## TRY IT
Give again only those lines from the start of the entries through the line holding "TABLE IF EXISTS", leaving them as they are.

-------- SOURCE DATA

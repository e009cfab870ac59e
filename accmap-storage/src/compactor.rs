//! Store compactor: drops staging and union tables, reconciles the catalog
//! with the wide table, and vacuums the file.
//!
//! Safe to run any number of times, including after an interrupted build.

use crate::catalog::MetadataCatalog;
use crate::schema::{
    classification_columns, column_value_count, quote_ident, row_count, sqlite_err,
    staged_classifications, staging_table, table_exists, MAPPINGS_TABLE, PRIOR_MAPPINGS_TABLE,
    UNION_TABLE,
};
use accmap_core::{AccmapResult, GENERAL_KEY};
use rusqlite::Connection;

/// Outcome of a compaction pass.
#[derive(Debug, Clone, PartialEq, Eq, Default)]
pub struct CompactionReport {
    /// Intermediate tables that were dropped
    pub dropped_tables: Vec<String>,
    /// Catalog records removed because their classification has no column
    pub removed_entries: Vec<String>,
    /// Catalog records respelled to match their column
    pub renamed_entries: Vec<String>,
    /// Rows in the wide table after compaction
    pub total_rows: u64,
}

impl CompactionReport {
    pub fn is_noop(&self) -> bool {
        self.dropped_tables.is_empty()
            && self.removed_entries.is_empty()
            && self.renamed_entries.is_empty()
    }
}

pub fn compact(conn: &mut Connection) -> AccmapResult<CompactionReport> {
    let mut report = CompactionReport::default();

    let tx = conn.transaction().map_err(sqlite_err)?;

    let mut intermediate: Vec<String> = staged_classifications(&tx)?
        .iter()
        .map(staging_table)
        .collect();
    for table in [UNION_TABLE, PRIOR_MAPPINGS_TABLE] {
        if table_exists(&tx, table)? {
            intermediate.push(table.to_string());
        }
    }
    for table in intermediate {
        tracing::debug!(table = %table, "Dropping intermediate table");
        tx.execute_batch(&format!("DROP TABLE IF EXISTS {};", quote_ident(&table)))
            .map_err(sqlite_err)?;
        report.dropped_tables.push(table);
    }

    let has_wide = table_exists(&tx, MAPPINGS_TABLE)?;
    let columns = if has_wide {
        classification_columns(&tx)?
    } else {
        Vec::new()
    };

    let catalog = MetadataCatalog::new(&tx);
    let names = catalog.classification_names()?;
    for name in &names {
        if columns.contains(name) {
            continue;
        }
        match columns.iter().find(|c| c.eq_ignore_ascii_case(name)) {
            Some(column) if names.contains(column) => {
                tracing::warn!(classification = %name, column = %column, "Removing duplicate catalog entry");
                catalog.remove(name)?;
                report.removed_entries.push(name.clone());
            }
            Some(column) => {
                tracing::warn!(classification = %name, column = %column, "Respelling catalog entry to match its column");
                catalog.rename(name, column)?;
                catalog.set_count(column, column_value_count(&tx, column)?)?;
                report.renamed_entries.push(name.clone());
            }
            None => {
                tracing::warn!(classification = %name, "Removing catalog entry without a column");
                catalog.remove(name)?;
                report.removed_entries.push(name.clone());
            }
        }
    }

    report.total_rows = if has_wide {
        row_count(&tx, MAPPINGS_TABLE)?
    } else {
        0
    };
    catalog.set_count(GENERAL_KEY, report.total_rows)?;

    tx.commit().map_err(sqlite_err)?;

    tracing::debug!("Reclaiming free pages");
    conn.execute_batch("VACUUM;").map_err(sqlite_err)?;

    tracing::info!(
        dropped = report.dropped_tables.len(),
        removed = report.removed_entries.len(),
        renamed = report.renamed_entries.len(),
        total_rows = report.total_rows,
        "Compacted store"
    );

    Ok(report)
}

----------------

## ANSWER SECTION
repository e009cfab870ac59e
filename accmap-storage/src/compactor.rs
//! Store compactor: drops staging and union tables, reconciles the catalog
//! with the wide table, and vacuums the file.
//!
//! Safe to run any number of times, including after an interrupted build.

use crate::catalog::MetadataCatalog;
use crate::schema::{
    classification_columns, column_value_count, quote_ident, row_count, sqlite_err,
    staged_classifications, staging_table, table_exists, MAPPINGS_TABLE, PRIOR_MAPPINGS_TABLE,
    UNION_TABLE,
};
use accmap_core::{AccmapResult, GENERAL_KEY};
use rusqlite::Connection;

/// Outcome of a compaction pass.
#[derive(Debug, Clone, PartialEq, Eq, Default)]
pub struct CompactionReport {
    /// Intermediate tables that were dropped
    pub dropped_tables: Vec<String>,
    /// Catalog records removed because their classification has no column
    pub removed_entries: Vec<String>,
    /// Catalog records respelled to match their column
    pub renamed_entries: Vec<String>,
    /// Rows in the wide table after compaction
    pub total_rows: u64,
}

impl CompactionReport {
    pub fn is_noop(&self) -> bool {
        self.dropped_tables.is_empty()
            && self.removed_entries.is_empty()
            && self.renamed_entries.is_empty()
    }
}

pub fn compact(conn: &mut Connection) -> AccmapResult<CompactionReport> {
    let mut report = CompactionReport::default();

    let tx = conn.transaction().map_err(sqlite_err)?;

    let mut intermediate: Vec<String> = staged_classifications(&tx)?
        .iter()
        .map(staging_table)
        .collect();
    for table in [UNION_TABLE, PRIOR_MAPPINGS_TABLE] {
        if table_exists(&tx, table)? {
            intermediate.push(table.to_string());
        }
    }
    for table in intermediate {
        tracing::debug!(table = %table, "Dropping intermediate table");
        tx.execute_batch(&format!("DROP TABLE IF EXISTS {};", quote_ident(&table)))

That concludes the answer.